··· Materials provided ···

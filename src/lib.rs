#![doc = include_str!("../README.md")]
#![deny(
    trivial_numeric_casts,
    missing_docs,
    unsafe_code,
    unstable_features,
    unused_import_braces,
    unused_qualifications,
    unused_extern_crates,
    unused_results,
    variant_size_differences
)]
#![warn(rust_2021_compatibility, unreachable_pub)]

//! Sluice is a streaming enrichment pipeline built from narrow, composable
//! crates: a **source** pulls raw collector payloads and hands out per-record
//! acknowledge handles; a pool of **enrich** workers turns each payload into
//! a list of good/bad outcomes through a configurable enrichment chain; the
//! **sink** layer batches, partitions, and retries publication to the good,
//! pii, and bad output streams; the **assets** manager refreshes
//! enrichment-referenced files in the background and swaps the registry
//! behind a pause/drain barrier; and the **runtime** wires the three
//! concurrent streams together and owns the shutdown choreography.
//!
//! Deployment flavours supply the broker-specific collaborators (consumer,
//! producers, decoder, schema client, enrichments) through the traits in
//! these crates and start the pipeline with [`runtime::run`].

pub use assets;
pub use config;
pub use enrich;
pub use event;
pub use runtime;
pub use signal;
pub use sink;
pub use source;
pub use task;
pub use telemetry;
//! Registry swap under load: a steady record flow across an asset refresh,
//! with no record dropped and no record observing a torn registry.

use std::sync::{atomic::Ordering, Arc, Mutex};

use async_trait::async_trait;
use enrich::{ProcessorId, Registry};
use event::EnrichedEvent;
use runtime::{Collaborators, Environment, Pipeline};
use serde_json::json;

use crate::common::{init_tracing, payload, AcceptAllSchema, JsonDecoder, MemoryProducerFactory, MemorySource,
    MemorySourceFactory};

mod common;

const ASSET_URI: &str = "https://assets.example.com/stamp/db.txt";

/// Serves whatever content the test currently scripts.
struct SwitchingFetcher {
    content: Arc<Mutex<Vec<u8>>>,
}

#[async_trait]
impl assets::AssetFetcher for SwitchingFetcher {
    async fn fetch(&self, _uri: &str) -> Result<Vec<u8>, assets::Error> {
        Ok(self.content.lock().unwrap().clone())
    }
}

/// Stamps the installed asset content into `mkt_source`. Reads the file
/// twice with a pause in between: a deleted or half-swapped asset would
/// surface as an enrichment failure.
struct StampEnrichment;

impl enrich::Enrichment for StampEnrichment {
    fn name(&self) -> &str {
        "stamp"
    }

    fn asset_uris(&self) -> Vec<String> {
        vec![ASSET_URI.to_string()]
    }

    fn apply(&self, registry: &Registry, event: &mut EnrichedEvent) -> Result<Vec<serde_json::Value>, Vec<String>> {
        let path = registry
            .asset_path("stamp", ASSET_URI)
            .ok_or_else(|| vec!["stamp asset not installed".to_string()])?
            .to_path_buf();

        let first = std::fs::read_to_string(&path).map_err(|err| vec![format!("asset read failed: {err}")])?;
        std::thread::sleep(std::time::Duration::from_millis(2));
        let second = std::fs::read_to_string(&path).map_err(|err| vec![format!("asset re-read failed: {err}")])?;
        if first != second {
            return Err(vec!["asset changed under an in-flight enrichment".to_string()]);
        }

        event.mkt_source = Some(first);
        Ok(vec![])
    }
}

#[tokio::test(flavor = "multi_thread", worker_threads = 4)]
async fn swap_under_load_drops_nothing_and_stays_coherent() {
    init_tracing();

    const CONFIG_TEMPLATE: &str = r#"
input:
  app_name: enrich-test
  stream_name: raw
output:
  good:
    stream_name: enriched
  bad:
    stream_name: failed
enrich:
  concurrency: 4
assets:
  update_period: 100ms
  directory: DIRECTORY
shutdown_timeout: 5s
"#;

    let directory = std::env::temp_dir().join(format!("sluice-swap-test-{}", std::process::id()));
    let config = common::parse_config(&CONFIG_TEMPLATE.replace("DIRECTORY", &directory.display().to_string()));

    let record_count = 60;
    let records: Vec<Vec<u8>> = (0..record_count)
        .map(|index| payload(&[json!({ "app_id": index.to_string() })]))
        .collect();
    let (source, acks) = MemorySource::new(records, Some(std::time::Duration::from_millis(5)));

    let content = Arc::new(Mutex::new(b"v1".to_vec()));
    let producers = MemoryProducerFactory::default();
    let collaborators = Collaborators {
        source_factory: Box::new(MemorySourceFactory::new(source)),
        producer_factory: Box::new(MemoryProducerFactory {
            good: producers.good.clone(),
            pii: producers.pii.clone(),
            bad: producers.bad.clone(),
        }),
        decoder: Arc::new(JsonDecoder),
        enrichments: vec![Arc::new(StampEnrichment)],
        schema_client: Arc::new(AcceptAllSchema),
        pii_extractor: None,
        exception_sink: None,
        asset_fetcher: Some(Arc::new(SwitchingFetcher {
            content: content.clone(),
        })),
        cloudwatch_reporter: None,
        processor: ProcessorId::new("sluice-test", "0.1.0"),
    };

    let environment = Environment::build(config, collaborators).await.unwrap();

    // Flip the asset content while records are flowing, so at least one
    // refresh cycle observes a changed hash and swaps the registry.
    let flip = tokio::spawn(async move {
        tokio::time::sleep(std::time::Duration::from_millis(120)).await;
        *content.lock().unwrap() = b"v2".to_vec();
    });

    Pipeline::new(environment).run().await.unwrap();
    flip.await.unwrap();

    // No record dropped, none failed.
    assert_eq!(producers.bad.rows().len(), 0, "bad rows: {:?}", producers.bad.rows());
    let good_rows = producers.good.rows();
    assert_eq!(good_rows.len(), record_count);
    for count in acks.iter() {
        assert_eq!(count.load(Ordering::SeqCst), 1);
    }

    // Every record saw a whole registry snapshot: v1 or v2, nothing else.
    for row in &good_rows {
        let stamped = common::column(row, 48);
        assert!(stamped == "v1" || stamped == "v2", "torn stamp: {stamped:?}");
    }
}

···

(Your goal)
From the line containing "at least one" through the last line of the entries above, print every line exactly, including both ends, and nothing else.

(Expected output)
    // Flip the asset content while records are flowing, so at least one
    // refresh cycle observes a changed hash and swaps the registry.
    let flip = tokio::spawn(async move {
        tokio::time::sleep(std::time::Duration::from_millis(120)).await;
        *content.lock().unwrap() = b"v2".to_vec();
    });

    Pipeline::new(environment).run().await.unwrap();
    flip.await.unwrap();

    // No record dropped, none failed.
    assert_eq!(producers.bad.rows().len(), 0, "bad rows: {:?}", producers.bad.rows());
    let good_rows = producers.good.rows();
    assert_eq!(good_rows.len(), record_count);
    for count in acks.iter() {
        assert_eq!(count.load(Ordering::SeqCst), 1);
    }

    // Every record saw a whole registry snapshot: v1 or v2, nothing else.
    for row in &good_rows {
        let stamped = common::column(row, 48);
        assert!(stamped == "v1" || stamped == "v2", "torn stamp: {stamped:?}");
    }
}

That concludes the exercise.